There are postmarketing safety surveillance and reevaluations for the western medicine and TCMIs. For example, the postmarketing safety surveillance of Shenmai Injection was reported [22]. The results showed that were 5 ADRs in 699 cases, and the ADR incidence rate of Shenmai injection was 0.72%. Guangdong Pharmacological Society was entrusted with postmarketing intensive monitoring study of Shenqifuzheng injection in 2007 [23]. Their results showed that, among 20100 cases observed, the incidence of ADR was 1.85, 27 cases had “mild” ADRs/ADEs, and 10 cases displayed “moderate” ADRs/ADEs. There were no severe ADRs/ADEs. Additionally, the postmarketing safety surveillance data of AS03-adjuvated A (H1N1) pandemic vaccine in Ontario, Canada, was reviewed [24].
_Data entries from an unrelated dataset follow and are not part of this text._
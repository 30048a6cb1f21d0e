//! Error types shared by the transform, extraction and analysis stages.

use std::path::PathBuf;
use thiserror::Error;

/// Errors raised by library operations.
///
/// Every error is reported by the call that detected it; nothing is
/// retried and no partial result is returned alongside an error.
#[derive(Debug, Error)]
pub enum Error {
    /// A caller-supplied argument is outside its valid domain.
    #[error("invalid argument: {0}")]
    InvalidArgument(String),
    /// The pixel layout has no defined representation.
    #[error("unsupported format: {0}")]
    UnsupportedFormat(String),
    /// The image path does not resolve to a file.
    #[error("no image file at {}", .0.display())]
    NotFound(PathBuf),
    /// The codec failed to decode or encode an image.
    #[cfg(feature = "codec")]
    #[error("image codec error: {0}")]
    Image(#[from] image::ImageError),
    /// Reading or writing a file failed.
    #[error("i/o error: {0}")]
    Io(#[from] std::io::Error),
}

impl Error {
    pub(crate) fn invalid(msg: impl Into<String>) -> Self {
        Error::InvalidArgument(msg.into())
    }

    pub(crate) fn unsupported(msg: impl Into<String>) -> Self {
        Error::UnsupportedFormat(msg.into())
    }
}

/// Result alias used across the crate.
pub type Result<T> = std::result::Result<T, Error>;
Clinical pharmacists play an important role in ADE surveillance activities. Pharmacists’ training in therapeutics and comprehensive drug knowledge makes them an obvious choice for ADE surveillance. Pharmacists’ knowledge of drugs and clinical therapeutics may give them an advantage over other clinicians for the purpose of inpatient ADRs/ADEs detection. As awareness of patient safety issues increases, pharmacists find themselves more engaged in ADRs/ADEs surveillance activities. It is important to note that, in the studies, pharmacists not only were limited to medication orders or laboratory values but also took into account any textual signals that existed in the medical record, such as progress notes, shift assessments, and pharmacist’s notes. Pharmacists play an important role for the rational drug applications and improvement of quality of life of patients.
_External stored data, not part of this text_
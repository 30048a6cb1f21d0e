//! Pattern-walk bit extraction.
//!
//! Each [`ExtractionRule`] walks the image along its own
//! [`TraversalPath`] and reads one bit of one channel per visited pixel.
//! All rules feed a shared [`BitAccumulator`], either one rule after the
//! other or interleaved round-robin.

mod bitstream;
mod traversal;

pub use bitstream::{BitAccumulator, BitOrder, Bitstream, MAX_GROUP_BITS};
pub use traversal::{Alternation, Coordinate, TraversalConfig, TraversalPath};

use crate::error::{Error, Result};
use crate::raster::PixelMatrix;
use crate::transform::parse_number;
use serde::{Deserialize, Serialize};
use std::str::FromStr;

/// Reads bit `bit` of channel `channel` along `traversal`.
#[derive(Debug, Clone, Copy, PartialEq, Eq, Serialize, Deserialize)]
pub struct ExtractionRule {
    pub channel: usize,
    pub bit: u32,
    #[serde(default)]
    pub traversal: TraversalConfig,
}

impl ExtractionRule {
    /// A rule walking the image row by row, left to right.
    pub fn new(channel: usize, bit: u32) -> Self {
        Self {
            channel,
            bit,
            traversal: TraversalConfig::default(),
        }
    }

    pub fn with_traversal(mut self, traversal: TraversalConfig) -> Self {
        self.traversal = traversal;
        self
    }

    fn check(&self, matrix: &PixelMatrix) -> Result<()> {
        let depth = matrix
            .bits_per_channel()
            .get(self.channel)
            .copied()
            .ok_or_else(|| {
                Error::invalid(format!(
                    "extraction rule addresses channel {} but the image has {}",
                    self.channel,
                    matrix.channel_count()
                ))
            })?;
        if self.bit >= u32::from(depth) {
            return Err(Error::invalid(format!(
                "bit {} outside {depth}-bit channel {}",
                self.bit, self.channel
            )));
        }
        Ok(())
    }
}

/// Parses `channel:bit`; the traversal is left at its default.
impl FromStr for ExtractionRule {
    type Err = Error;

    fn from_str(s: &str) -> Result<Self> {
        let (channel, bit) = s
            .split_once(':')
            .ok_or_else(|| Error::invalid(format!("extraction rule {s:?} is not channel:bit")))?;
        Ok(ExtractionRule::new(
            parse_number(channel)? as usize,
            parse_number(bit)?,
        ))
    }
}

/// A rule together with the path it is walking.
#[derive(Debug, Clone)]
pub struct Walker {
    rule: ExtractionRule,
    path: TraversalPath,
}

impl Walker {
    /// Pairs `rule` with a path of the caller's choosing.
    pub fn new(rule: ExtractionRule, path: TraversalPath) -> Self {
        Self { rule, path }
    }

    /// Pairs `rule` with a full walk over `matrix`.
    pub fn over(rule: ExtractionRule, matrix: &PixelMatrix) -> Self {
        let path = rule.traversal.walk(matrix.height(), matrix.width());
        Self { rule, path }
    }

    pub fn rule(&self) -> &ExtractionRule {
        &self.rule
    }

    /// Pushes the next bit, or returns `Ok(false)` once the path is exhausted.
    fn step(&mut self, matrix: &PixelMatrix, accumulator: &mut BitAccumulator) -> Result<bool> {
        let Some((row, col)) = self.path.next() else {
            return Ok(false);
        };
        let sample = matrix.get(row, col, self.rule.channel).ok_or_else(|| {
            Error::invalid(format!(
                "path visited ({row}, {col}) outside {}x{} image",
                matrix.height(),
                matrix.width()
            ))
        })?;
        accumulator.push_bit(sample & (1 << self.rule.bit) != 0);
        Ok(true)
    }
}

/// Runs a list of extraction rules against an image.
#[derive(Debug, Clone, Default)]
pub struct BitstreamExtractor {
    rules: Vec<ExtractionRule>,
    zip_components: bool,
}

impl BitstreamExtractor {
    pub fn new(rules: Vec<ExtractionRule>) -> Self {
        Self {
            rules,
            zip_components: false,
        }
    }

    /// Interleave rules one bit at a time instead of running them in turn.
    pub fn zip_components(mut self, zip: bool) -> Self {
        self.zip_components = zip;
        self
    }

    pub fn rules(&self) -> &[ExtractionRule] {
        &self.rules
    }

    /// Extracts into a byte-grouped, MSB-first accumulator.
    pub fn extract(&self, matrix: &PixelMatrix) -> Result<Bitstream> {
        let mut accumulator = BitAccumulator::bytes_msb_first();
        self.extract_into(matrix, &mut accumulator)?;
        Ok(Bitstream::from_accumulator(&accumulator))
    }

    /// Extracts into a caller-provided accumulator.
    ///
    /// Returns the number of bits pushed by this call.
    pub fn extract_into(
        &self,
        matrix: &PixelMatrix,
        accumulator: &mut BitAccumulator,
    ) -> Result<usize> {
        let walkers = self
            .rules
            .iter()
            .map(|rule| Walker::over(*rule, matrix))
            .collect();
        extract_walkers(matrix, walkers, self.zip_components, accumulator)
    }
}

/// Drives `walkers` against `matrix`, pushing one bit per step.
///
/// Without `zip`, each walker in turn delivers one bit per pixel of
/// `matrix`; with `zip`, walkers take turns one bit at a time. In both
/// modes the whole run ends as soon as any walker's path runs out while
/// it still owes a bit, so later walkers may never run.
pub fn extract_walkers(
    matrix: &PixelMatrix,
    mut walkers: Vec<Walker>,
    zip: bool,
    accumulator: &mut BitAccumulator,
) -> Result<usize> {
    for walker in &walkers {
        walker.rule.check(matrix)?;
    }
    let start = accumulator.total_bits();
    let quota = matrix.pixel_count();
    tracing::debug!(rules = walkers.len(), zip, quota, "Starting bit extraction");

    let exhausted = 'run: {
        if walkers.is_empty() {
            break 'run None;
        }
        if zip {
            loop {
                for (index, walker) in walkers.iter_mut().enumerate() {
                    if !walker.step(matrix, accumulator)? {
                        break 'run Some(index);
                    }
                }
            }
        } else {
            for (index, walker) in walkers.iter_mut().enumerate() {
                for _ in 0..quota {
                    if !walker.step(matrix, accumulator)? {
                        break 'run Some(index);
                    }
                }
            }
            None
        }
    };

    let pushed = accumulator.total_bits() - start;
    tracing::debug!(bits = pushed, exhausted_rule = ?exhausted, "Bit extraction finished");
    Ok(pushed)
}

#[cfg(test)]
mod tests {
    use super::*;

    /// 2x4 RGB image; channel 0 carries 0xB4 in bit 0 row-major, channel 1
    /// carries 0xFF in bit 1.
    fn carrier() -> PixelMatrix {
        let payload = 0xB4u32;
        PixelMatrix::from_fn(4, 2, vec![8, 8, 8], |r, c, ch| {
            let index = r * 4 + c;
            match ch {
                0 => 0xF0 | ((payload >> (7 - index)) & 1),
                1 => 0b10,
                _ => 0,
            }
        })
        .unwrap()
    }

    #[test]
    fn test_single_rule_reads_lsb_plane() {
        let stream = BitstreamExtractor::new(vec![ExtractionRule::new(0, 0)])
            .extract(&carrier())
            .unwrap();

        assert_eq!(stream.data(), &[0xB4]);
        assert_eq!(stream.bit_count(), 8);
    }

    #[test]
    fn test_sequential_rules() {
        let rules = vec![ExtractionRule::new(0, 0), ExtractionRule::new(1, 1)];
        let stream = BitstreamExtractor::new(rules).extract(&carrier()).unwrap();

        assert_eq!(stream.data(), &[0xB4, 0xFF]);
    }

    #[test]
    fn test_zipped_rules() {
        let rules = vec![ExtractionRule::new(0, 0), ExtractionRule::new(2, 0)];
        let stream = BitstreamExtractor::new(rules)
            .zip_components(true)
            .extract(&carrier())
            .unwrap();

        // 1,0,1,1,0,1,0,0 interleaved with zeros.
        assert_eq!(stream.data(), &[0b1000_1010, 0b0010_0000]);
    }

    #[test]
    fn test_reversed_traversal() {
        let rule = ExtractionRule::new(0, 0)
            .with_traversal(TraversalConfig::new(false, false, true, false));
        let stream = BitstreamExtractor::new(vec![rule]).extract(&carrier()).unwrap();

        assert_eq!(stream.data(), &[0x2D]);
    }

    #[test]
    fn test_truncated_path_stops_sequential_run() {
        let m = carrier();
        let walkers = vec![
            Walker::new(ExtractionRule::new(1, 1), TraversalConfig::default().walk(2, 4).truncate(3)),
            Walker::over(ExtractionRule::new(0, 0), &m),
        ];
        let mut acc = BitAccumulator::default();
        let pushed = extract_walkers(&m, walkers, false, &mut acc).unwrap();

        assert_eq!(pushed, 3);
        assert_eq!(acc.bytes(), vec![0b1110_0000]);
    }

    #[test]
    fn test_truncated_path_stops_zipped_run() {
        let m = carrier();
        let walkers = vec![
            Walker::over(ExtractionRule::new(1, 1), &m),
            Walker::new(ExtractionRule::new(0, 0), TraversalConfig::default().walk(2, 4).truncate(2)),
        ];
        let mut acc = BitAccumulator::default();
        let pushed = extract_walkers(&m, walkers, true, &mut acc).unwrap();

        // Two full rounds, then the first walker's third bit.
        assert_eq!(pushed, 5);
    }

    #[test]
    fn test_shared_accumulator_keeps_earlier_bits() {
        let mut acc = BitAccumulator::default();
        acc.push_bit(true);
        let extractor = BitstreamExtractor::new(vec![ExtractionRule::new(2, 0)]);

        assert_eq!(extractor.extract_into(&carrier(), &mut acc).unwrap(), 8);
        assert_eq!(acc.total_bits(), 9);
    }

    #[test]
    fn test_invalid_rules() {
        let m = carrier();
        let bad_channel = BitstreamExtractor::new(vec![ExtractionRule::new(3, 0)]);
        let bad_bit = BitstreamExtractor::new(vec![ExtractionRule::new(0, 8)]);

        assert!(matches!(bad_channel.extract(&m), Err(Error::InvalidArgument(_))));
        assert!(matches!(bad_bit.extract(&m), Err(Error::InvalidArgument(_))));
    }

    #[test]
    fn test_no_rules_yields_nothing() {
        let stream = BitstreamExtractor::new(Vec::new()).extract(&carrier()).unwrap();
        assert!(stream.is_empty());
    }

    #[test]
    fn test_parse_rule() {
        assert_eq!("2:0x1".parse::<ExtractionRule>().unwrap(), ExtractionRule::new(2, 1));
        assert!("2".parse::<ExtractionRule>().is_err());
    }
}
In our previous study, the ADR incidence rate of 10409 cases of DHI was 6.82 [24]. In the present study, the ADR incidence rate of 30888 cases was 3.50. The ADR incidence rate of 30888 cases of DHI was lower than that of 10409 cases. Possible reasons were mainly the following aspects: (1) filling and monitoring process of adverse reaction monitoring tables were more standardized; (2) under the guidance of previous monitoring results, the quality of DHI had been improved after the quality control of original ingredients and the optimization of processing technique; (3) the analysis of results was more standardized and accurate; (4) the administration of DHI by doctors and nurses was more standardized and reasonable.
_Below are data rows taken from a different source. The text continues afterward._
//! Bitplane CLI
//!
//! Command-line front end: loads one image, runs one analysis and
//! writes the resulting images (or extracted bytes) to disk.

use bitplane::{
    analysis::{self, MagicEyeConfig},
    config::FileConfig,
    extraction::{Alternation, BitAccumulator, BitOrder, BitstreamExtractor, TraversalConfig},
    raster::{self, PixelMatrix, Scaling},
    transform, ExtractionRule, MaskRule,
};
use clap::{Parser, Subcommand};
use std::path::PathBuf;
use tracing::{error, info, warn};

type CliResult<T> = Result<T, Box<dyn std::error::Error>>;

#[derive(Debug, Parser)]
#[command(name = "bitplane", version, about = "Bit-level image analysis")]
struct Cli {
    /// TOML configuration file.
    #[arg(short, long, global = true)]
    config: Option<PathBuf>,

    /// Directory for output files (overrides the config file).
    #[arg(short, long, global = true)]
    out_dir: Option<PathBuf>,

    /// Stretch each output image's sample range to full intensity.
    #[arg(long, global = true)]
    stretch: bool,

    #[command(subcommand)]
    command: Command,
}

#[derive(Debug, Subcommand)]
enum Command {
    /// Write one grayscale image per channel.
    Components { input: PathBuf },

    /// Write one image per bit layer.
    Layers {
        input: PathBuf,
        /// Bits per layer; layers overlap when greater than one.
        #[arg(long)]
        bits: Option<u32>,
        /// Split each channel separately, at its own depth.
        #[arg(long)]
        per_component: bool,
    },

    /// Recombine channels under mask rules such as `&:0:0x0f:4`.
    Mask {
        input: PathBuf,
        /// Rule `op:channel:value[:shift]`, op one of `&`, `|`, `^`.
        #[arg(short, long = "rule")]
        rules: Vec<MaskRule>,
        /// Give every rule its own output channel.
        #[arg(long)]
        independent: bool,
    },

    /// Extract a bitstream by walking pixels.
    Extract {
        input: PathBuf,
        /// Rule `channel:bit`; all rules share the traversal flags below.
        #[arg(short, long = "rule")]
        rules: Vec<ExtractionRule>,
        /// Interleave rules one bit at a time.
        #[arg(long)]
        zip: bool,
        /// Bits per output group.
        #[arg(long)]
        group_bits: Option<u32>,
        /// Put the first bit of each group in the least significant position.
        #[arg(long)]
        lsb_first: bool,
        #[arg(long)]
        right_to_left: bool,
        #[arg(long)]
        bottom_to_top: bool,
        /// Walk columns instead of rows.
        #[arg(long)]
        vertical_first: bool,
        /// Flip the inner direction after every pixel.
        #[arg(long)]
        alternate: bool,
        /// Flip the inner direction after every row or column instead.
        #[arg(long)]
        serpentine: bool,
        /// Output file (defaults to `extracted.bin` in the output directory).
        #[arg(long)]
        output: Option<PathBuf>,
    },

    /// Search an autostereogram for its repeat offset.
    MagicEye {
        input: PathBuf,
        /// Shift vertically instead of horizontally.
        #[arg(long)]
        vertical: bool,
        /// Rank the most dissimilar offsets first.
        #[arg(long)]
        max: bool,
        /// Number of offsets to keep.
        #[arg(short = 'n', long)]
        results: Option<usize>,
        /// Fraction of the searched dimension skipped at both ends.
        #[arg(long)]
        border: Option<f64>,
    },

    /// Write one binarized image per luma level.
    Threshold { input: PathBuf },
}

fn main() {
    // Initialize logging
    tracing_subscriber::fmt()
        .with_env_filter(
            tracing_subscriber::EnvFilter::from_default_env()
                .add_directive(tracing::Level::INFO.into()),
        )
        .init();

    let cli = Cli::parse();
    info!("Bitplane v{}", bitplane::VERSION);

    if let Err(e) = run(cli) {
        error!("{}", e);
        std::process::exit(1);
    }
}

fn run(cli: Cli) -> CliResult<()> {
    let config = match &cli.config {
        Some(path) => FileConfig::from_file(path)?,
        None => FileConfig::default(),
    };
    let out = Output {
        directory: cli
            .out_dir
            .clone()
            .unwrap_or_else(|| config.output.directory.clone()),
        scaling: if cli.stretch || config.output.stretch {
            Scaling::Stretch
        } else {
            Scaling::Depth
        },
    };
    std::fs::create_dir_all(&out.directory)?;

    match cli.command {
        Command::Components { input } => {
            let image = raster::load(&input)?;
            for (i, component) in transform::split_components(&image).enumerate() {
                out.save(&component, &format!("component_{i}.png"))?;
            }
        }

        Command::Layers {
            input,
            bits,
            per_component,
        } => {
            let image = raster::load(&input)?;
            let bits = bits.unwrap_or(config.layers.bits);
            if per_component || config.layers.per_component {
                for (c, layers) in transform::split_bit_layers_components(&image, bits)?.enumerate() {
                    let depth = u32::from(image.bits_per_channel()[c]);
                    for (i, layer) in layers.iter().enumerate() {
                        let start = depth - bits - i as u32;
                        out.save(layer, &format!("component_{c}_layer_{start}.png"))?;
                    }
                }
            } else {
                let depth = u32::from(image.min_bits());
                let layers = transform::split_bit_layers(&image, bits)?;
                if layers.len() == 0 {
                    warn!(bits, depth, "Layer width exceeds image depth, nothing written");
                }
                for (i, layer) in layers.enumerate() {
                    let start = depth - bits - i as u32;
                    out.save(&layer, &format!("layer_{start}.png"))?;
                }
            }
        }

        Command::Mask {
            input,
            rules,
            independent,
        } => {
            let image = raster::load(&input)?;
            let rules = if rules.is_empty() {
                config.masks.rules.clone()
            } else {
                rules
            };
            let multi_mask = !independent && config.masks.multi_mask;
            let masked = transform::masked_components(&image, &rules, multi_mask)?;
            out.save(&masked, "masked.png")?;
        }

        Command::Extract {
            input,
            rules,
            zip,
            group_bits,
            lsb_first,
            right_to_left,
            bottom_to_top,
            vertical_first,
            alternate,
            serpentine,
            output,
        } => {
            let image = raster::load(&input)?;
            let traversal = TraversalConfig::new(
                !right_to_left,
                !bottom_to_top,
                !vertical_first,
                alternate || serpentine,
            )
            .with_alternation(if serpentine {
                Alternation::PerLine
            } else {
                Alternation::PerCoordinate
            });
            let rules: Vec<ExtractionRule> = if rules.is_empty() {
                config.extraction.rules.clone()
            } else {
                rules.into_iter().map(|r| r.with_traversal(traversal)).collect()
            };
            let order = if lsb_first {
                BitOrder::LsbFirst
            } else {
                config.extraction.bit_order
            };
            let mut accumulator =
                BitAccumulator::new(group_bits.unwrap_or(config.extraction.group_bits), order)?;

            let extractor = BitstreamExtractor::new(rules)
                .zip_components(zip || config.extraction.zip_components);
            let bits = extractor.extract_into(&image, &mut accumulator)?;

            let path = output.unwrap_or_else(|| out.directory.join("extracted.bin"));
            std::fs::write(&path, accumulator.bytes())?;
            info!(bits, path = %path.display(), "Wrote extracted bitstream");
        }

        Command::MagicEye {
            input,
            vertical,
            max,
            results,
            border,
        } => {
            let image = raster::load(&input)?;
            let defaults = config.magic_eye.clone();
            let search = MagicEyeConfig {
                min_value: defaults.min_value && !max,
                horizontal: defaults.horizontal && !vertical,
                number_of_results: results.unwrap_or(defaults.number_of_results),
                border_area: border.unwrap_or(defaults.border_area),
            };
            let depth = image.min_bits();
            for (rank, (score, diff)) in analysis::magic_eye(&image, search)?.enumerate() {
                info!(
                    rank,
                    offset = score.offset,
                    dissimilarity = score.dissimilarity,
                    "Offset candidate"
                );
                let name = format!("magiceye_{rank}_offset_{}.png", score.offset);
                out.save(&diff.to_matrix(depth)?, &name)?;
            }
        }

        Command::Threshold { input } => {
            let image = raster::load(&input)?;
            for (level, binary) in analysis::threshold_sweep(&image)? {
                out.save(&binary, &format!("threshold_{level}.png"))?;
            }
        }
    }

    Ok(())
}

/// Where and how output images are written.
struct Output {
    directory: PathBuf,
    scaling: Scaling,
}

impl Output {
    fn save(&self, image: &PixelMatrix, name: &str) -> CliResult<()> {
        let path = self.directory.join(name);
        raster::save_with(image, &path, self.scaling)?;
        info!(path = %path.display(), "Wrote image");
        Ok(())
    }
}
The postmarketing surveillance of TCMIs was a good method to solve information lag of drug instructions. It could supplement the drug instructions, keep up with the latest research progress of related drugs, guide the clinical application of drugs, and improve the safety and effectiveness of drugs in clinical applications.

5. Conclusions

The postmarketing safety surveillance and reevaluation of DHI was carried out with 30888 cases from 37 hospitals in 6 provinces. The incidence rate, types, severities, and other information of ADRs/ADEs of DHI were obtained. The research system and mode of postmarketing safety surveillance and reevaluation of TCMIs were established, which can provide demonstration and reference for other TCMIs and improve the rationality, scientificity, and safety of clinical applications of TCMIs.

Conflict of Interests

The authors declare that there is no conflict of interests regarding the publication of this paper.

Acknowledgments

This work was supported by the Task of Subproject of the 12th Five-Year “the Creation of Significant New Drugs” Major Special Project “Research Technology Platform for IV Phase Clinical Trials of Great Variety of Drugs and Clinical Trial Review of New Drugs”, Post-Marketing Clinical Study of Danhong Injection (no. 2011ZX09304-07), the Subproject of “the 11th Five-Year” Scientific and Technological Support Projects “Standard and Specification Research of Postmarketing safety surveillance and reevaluation of Chinese Medicines/Demonstration Research of Emphasis Monitoring and Assessment of Traditional Chinese Medicine Injections” (no. 2006038086056), and Henan Province Scientific and Technological Projects—Standardized Application Research of Traditional Chinese Medicine Injections (no. 102102310077).